Condamnation de la vente de logements à la découpe

Condamnation de la vente de logements à la découpe

Le phénomène de vente à la découpe se généralise de plus en plus dans les villes à marché tendu, notamment à Paris, Lyon et Marseille. Cette pratique consistant à vendre massivement des immeubles d’habitation, lot par lot, entraîne le départ des locataires qui ne peuvent acquérir leur logement au prix proposé.

 

Cette situation aujourd’hui importante nuit à la mixité sociale de nos villes en provoquant le départ des moins aisés et, aujourd’hui, des classes moyennes.

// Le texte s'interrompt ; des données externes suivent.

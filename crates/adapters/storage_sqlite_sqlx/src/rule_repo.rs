//! `SQLite` implementation of [`RuleRepository`].
//!
//! Owns the three association relations alongside the rules themselves.
//! Candidate selection is a single `INTERSECT` query over the profile and
//! callback relations.

use sqlx::sqlite::SqliteRow;
use sqlx::{FromRow, Row, SqlitePool};

use lumen_app::ports::RuleRepository;
use lumen_domain::color::RuleColor;
use lumen_domain::credit::Credit;
use lumen_domain::error::LumenError;
use lumen_domain::id::{CallbackId, LightId, ProfileId, RuleId};
use lumen_domain::rule::{Rule, RuleDraft};
use lumen_domain::schedule::{TimeOfDay, TimeWindow};

use crate::error::StorageError;

/// Wrapper for converting database rows into domain types without polluting
/// domain structs with database concerns.
struct Wrapper(Rule);

impl Wrapper {
    fn maybe(value: Option<Self>) -> Option<Rule> {
        value.map(|w| w.0)
    }
}

fn decode_time(seconds: i64) -> Result<TimeOfDay, sqlx::Error> {
    let seconds = u32::try_from(seconds)
        .map_err(|err| sqlx::Error::Decode(Box::new(err)))?;
    TimeOfDay::try_from(seconds).map_err(|err| sqlx::Error::Decode(Box::new(err)))
}

impl<'r> FromRow<'r, SqliteRow> for Wrapper {
    fn from_row(row: &'r SqliteRow) -> Result<Self, sqlx::Error> {
        let id: i64 = row.try_get("id")?;
        let name: String = row.try_get("name")?;
        let start_time: i64 = row.try_get("start_time")?;
        let end_time: i64 = row.try_get("end_time")?;
        let color: String = row.try_get("color")?;
        let credits: i64 = row.try_get("credits")?;

        let credit = Credit::try_from(credits).map_err(|err| sqlx::Error::Decode(Box::new(err)))?;

        Ok(Self(Rule {
            id: RuleId::from_i64(id),
            name,
            window: TimeWindow::new(decode_time(start_time)?, decode_time(end_time)?),
            color: RuleColor::parse(&color),
            credit,
        }))
    }
}

const INSERT: &str = r"
    INSERT INTO rules (name, start_time, end_time, color, credits)
    VALUES (?, ?, ?, ?, ?)
";

const INSERT_LIGHT: &str = "INSERT INTO rule_lights (rule_id, light_id) VALUES (?, ?)";
const INSERT_CALLBACK: &str = "INSERT INTO rule_callbacks (rule_id, callback_id) VALUES (?, ?)";
const INSERT_PROFILE: &str = "INSERT INTO rule_profiles (rule_id, profile_id) VALUES (?, ?)";

const SELECT_BY_ID: &str = "SELECT * FROM rules WHERE id = ?";
const SELECT_ALL: &str = "SELECT * FROM rules ORDER BY id";
const DELETE_BY_ID: &str = "DELETE FROM rules WHERE id = ?";

const SELECT_LIGHTS: &str = "SELECT light_id FROM rule_lights WHERE rule_id = ? ORDER BY light_id";

const SELECT_CANDIDATES: &str = r"
    SELECT rule_id FROM rule_profiles WHERE profile_id = ?
    INTERSECT
    SELECT rule_id FROM rule_callbacks WHERE callback_id = ?
    ORDER BY rule_id
";

const SELECT_FOR_PROFILE: &str = r"
    SELECT rules.* FROM rules
    JOIN rule_profiles ON rule_profiles.rule_id = rules.id
    WHERE rule_profiles.profile_id = ?
    ORDER BY rules.id
";

const SELECT_OUTSIDE_PROFILE: &str = r"
    SELECT * FROM rules
    WHERE id NOT IN (SELECT rule_id FROM rule_profiles WHERE profile_id = ?)
    ORDER BY id
";

const DELETE_PROFILE_RULES: &str = "DELETE FROM rule_profiles WHERE profile_id = ?";

/// `SQLite`-backed rule repository.
pub struct SqliteRuleRepository {
    pool: SqlitePool,
}

impl SqliteRuleRepository {
    /// Create a new repository using the given connection pool.
    #[must_use]
    pub fn new(pool: SqlitePool) -> Self {
        Self { pool }
    }
}

impl RuleRepository for SqliteRuleRepository {
    async fn create(
        &self,
        draft: RuleDraft,
        lights: &[LightId],
        callbacks: &[CallbackId],
    ) -> Result<Rule, LumenError> {
        let mut tx = self.pool.begin().await.map_err(StorageError::from)?;

        let result = sqlx::query(INSERT)
            .bind(&draft.name)
            .bind(i64::from(draft.window.start.as_seconds()))
            .bind(i64::from(draft.window.end.as_seconds()))
            .bind(draft.color.as_str())
            .bind(draft.credit.as_i64())
            .execute(&mut *tx)
            .await
            .map_err(StorageError::from)?;

        let id = RuleId::from_i64(result.last_insert_rowid());

        for light in lights {
            sqlx::query(INSERT_LIGHT)
                .bind(id.as_i64())
                .bind(light.as_i64())
                .execute(&mut *tx)
                .await
                .map_err(StorageError::from)?;
        }

        for callback in callbacks {
            sqlx::query(INSERT_CALLBACK)
                .bind(id.as_i64())
                .bind(callback.to_string())
                .execute(&mut *tx)
                .await
                .map_err(StorageError::from)?;
        }

        tx.commit().await.map_err(StorageError::from)?;

        Ok(Rule::from_draft(id, draft))
    }

    async fn get_by_id(&self, id: RuleId) -> Result<Option<Rule>, LumenError> {
        let row: Option<Wrapper> = sqlx::query_as(SELECT_BY_ID)
            .bind(id.as_i64())
            .fetch_optional(&self.pool)
            .await
            .map_err(StorageError::from)?;

        Ok(Wrapper::maybe(row))
    }

    async fn get_all(&self) -> Result<Vec<Rule>, LumenError> {
        let rows: Vec<Wrapper> = sqlx::query_as(SELECT_ALL)
            .fetch_all(&self.pool)
            .await
            .map_err(StorageError::from)?;

        Ok(rows.into_iter().map(|w| w.0).collect())
    }

    async fn delete(&self, id: RuleId) -> Result<(), LumenError> {
        sqlx::query(DELETE_BY_ID)
            .bind(id.as_i64())
            .execute(&self.pool)
            .await
            .map_err(StorageError::from)?;

        Ok(())
    }

    async fn lights_for(&self, id: RuleId) -> Result<Vec<LightId>, LumenError> {
        let rows: Vec<(i64,)> = sqlx::query_as(SELECT_LIGHTS)
            .bind(id.as_i64())
            .fetch_all(&self.pool)
            .await
            .map_err(StorageError::from)?;

        Ok(rows.into_iter().map(|(id,)| LightId::from_i64(id)).collect())
    }

    async fn candidates(
        &self,
        profile: ProfileId,
        callback: CallbackId,
    ) -> Result<Vec<RuleId>, LumenError> {
        let rows: Vec<(i64,)> = sqlx::query_as(SELECT_CANDIDATES)
            .bind(profile.as_i64())
            .bind(callback.to_string())
            .fetch_all(&self.pool)
            .await
            .map_err(StorageError::from)?;

        Ok(rows.into_iter().map(|(id,)| RuleId::from_i64(id)).collect())
    }

    async fn rules_for_profile(&self, profile: ProfileId) -> Result<Vec<Rule>, LumenError> {
        let rows: Vec<Wrapper> = sqlx::query_as(SELECT_FOR_PROFILE)
            .bind(profile.as_i64())
            .fetch_all(&self.pool)
            .await
            .map_err(StorageError::from)?;

        Ok(rows.into_iter().map(|w| w.0).collect())
    }

    async fn rules_outside_profile(&self, profile: ProfileId) -> Result<Vec<Rule>, LumenError> {
        let rows: Vec<Wrapper> = sqlx::query_as(SELECT_OUTSIDE_PROFILE)
            .bind(profile.as_i64())
            .fetch_all(&self.pool)
            .await
            .map_err(StorageError::from)?;

        Ok(rows.into_iter().map(|w| w.0).collect())
    }

    async fn set_profile_rules(
        &self,
        profile: ProfileId,
        rules: &[RuleId],
    ) -> Result<(), LumenError> {
        let mut tx = self.pool.begin().await.map_err(StorageError::from)?;

        sqlx::query(DELETE_PROFILE_RULES)
            .bind(profile.as_i64())
            .execute(&mut *tx)
            .await
            .map_err(StorageError::from)?;

        for rule in rules {
            sqlx::query(INSERT_PROFILE)
                .bind(rule.as_i64())
                .bind(profile.as_i64())
                .execute(&mut *tx)
                .await
                .map_err(StorageError::from)?;
        }

        tx.commit().await.map_err(StorageError::from)?;

        Ok(())
    }
}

C’est tout l’équilibre sociologique qui est ainsi remis en cause.

 

Alors même que les pouvoirs publics désirent rendre opposable le droit au logement, il paraît indispensable que des mesures soient prises afin d’éviter que les locataires ne soient les victimes de ce qui s’apparente à une partie de Monopoly.

 

La CLCV rappelle que le décret du 22 juillet 1999, qui a étendu l’accord collectif qu’elle a signé en 1998 avec les représentants des bailleurs, au sein de la Commission nationale de concertation (CNC) rend obligatoire une concertation entre bailleur et locataires lorsqu’une vente de plus de 10 logements dans un même immeuble est envisagée. Ce même texte permet d’obtenir une prorogation du droit d’occupation du logement dans certains cas et impose au bailleur de faire une proposition de relogement lorsque le locataire dispose de faibles ressources.

 

L’ampleur du phénomène est telle que les discussions qui sont en cours devant la Commission nationale de concertation (CNC) devront déboucher sur un renforcement de cette réglementation.

 

La CLCV invite les municipalités concernées, à exercer leur droit de préemption lors de ce type d’opération et demande aux pouvoirs publics de réagir promptement en créant un dispositif permettant aux locataires d’acquérir leur logement (dissociation du foncier lors de l’acquisition par exemple). Elle propose également qu’un tarif préférentiel soit appliqué aux locataires dans le cadre de ces ventes ou que le locataire puisse rester en place s’il répond à certaines conditions, de ressources notamment.